Auch dieses hatte seine Richtigkeit. Ein Gebäude wie das der Schulschwestern konnte nur die Hausnummer 1 tragen. Nichts anderes wäre denkbar gewesen als diese Zahl. Und um die Gelegenheit zu nutzen, diese Erstheit noch zu unterstreichen, fügte das Schulschwesternkommando auch noch den Buchstaben „a“ an. Jedes Gebäude, das diese Nummer hätte unterschreiten wollen, hätte tief in die Untere Augartenstraße hinein bauen müssen und sich Leopoldsgasse römisch eins groß A nennen müssen. Leopoldsgasse IA. Eventuell hätte ein solches Gebäude der Schulschwesternburg den Eminenzrang abgelaufen. Jenseits dieser Privatüberlegungen hatte die Hausnummer „1a“ etwas zutiefst Schulisches. Klar, dass ich eine Klasse besuchte, deren Kennzahl ebenfalls „1a“ war.
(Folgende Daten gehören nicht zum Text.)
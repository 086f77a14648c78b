#![forbid(unsafe_code)]

//! pagefx public facade crate.
//!
//! This crate provides the stable, ergonomic surface area for users.

pub mod prelude {
    pub use pagefx_behaviors as behaviors;
    pub use pagefx_core as core;
    pub use pagefx_reveal as reveal;
}
#![forbid(unsafe_code)]

//! Card hover image swapping.
//!
//! On pointer enter, a card's image switches to its hover variant; on pointer
//! leave, the original `src` (captured at bind time) comes back. The hover
//! variant is the explicit `data-hover-src` attribute when present, otherwise
//! derived by inserting `-hover` before the file extension
//! (`shot.png` → `shot-hover.png`); unknown extensions derive unchanged, so
//! the swap is a visible no-op rather than a broken image.

use pagefx_core::{ElementId, Page};

const HOVER_SRC_ATTR: &str = "data-hover-src";
const SWAPPABLE_EXTENSIONS: [&str; 3] = [".png", ".jpg", ".svg"];

/// Derive the hover variant of an image path.
#[must_use]
pub fn derive_hover_src(src: &str) -> String {
    for ext in SWAPPABLE_EXTENSIONS {
        if let Some(stem) = src.strip_suffix(ext) {
            return format!("{stem}-hover{ext}");
        }
    }
    src.to_string()
}

/// Bound hover behavior for one card.
#[derive(Debug, Clone)]
pub struct HoverSwap {
    image: ElementId,
    original: String,
    hover: String,
}

impl HoverSwap {
    /// Bind to the first image inside `card`.
    ///
    /// Returns `None` when the card holds no image or the image has no `src`
    /// (nothing to swap back to).
    #[must_use]
    pub fn bind(page: &Page, card: ElementId) -> Option<Self> {
        let image = page.find_tag_within(card, "img")?;
        let original = page.attr(image, "src")?.to_string();
        let hover = page
            .attr(image, HOVER_SRC_ATTR)
            .map_or_else(|| derive_hover_src(&original), str::to_string);
        Some(Self {
            image,
            original,
            hover,
        })
    }

    /// Pointer entered the card.
    pub fn pointer_enter(&self, page: &mut Page) {
        page.set_attr(self.image, "src", &self.hover);
    }

    /// Pointer left the card.
    pub fn pointer_leave(&self, page: &mut Page) {
        page.set_attr(self.image, "src", &self.original);
    }
}

// ---------------------------------------------------------------------------
// Tests
// ---------------------------------------------------------------------------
Als noch viel Schatten war im Dunkel der nonnengeführten Schulburg, wurde viel mit Licht hantiert. Es wurde Licht ins Dunkel gebracht. Mit Kerzen, schirmlosen Hundert-Watt-Birnen und mit dem Feuer der Spende. Erinnern wir uns doch, wie das ist in Schnitzelland. In heiligen Zeiten, meist ist das der Advent, die Zeit der Besinnung, gefällt sich Boboville darin, Gnade vor Unrecht walten zu lassen und den einen oder anderen Schein zu spenden. Im Kerzenlicht der Betroffenheitsgalas werden Spenden lukriert, dass sich die Konten biegen. Wie das geht, lernten wir 1968. In der Schule. Während anderswo die Pflastersteine aus dem Boulevard gerissen wurden. In Saint-Germain-des-Prés. Auf der Wiese des Widerstands. Wie man Spenden aus den Herzen schneidet, lernten wir in der Rue Léopold. In keiner Schule Bobovilles lernte man das Spenden besser als in der Volksschule des Vereins der Schulschwestern vom 3. Orden des hl. Franziskus für Knaben und Mädchen mit Öffentlichkeitsrecht.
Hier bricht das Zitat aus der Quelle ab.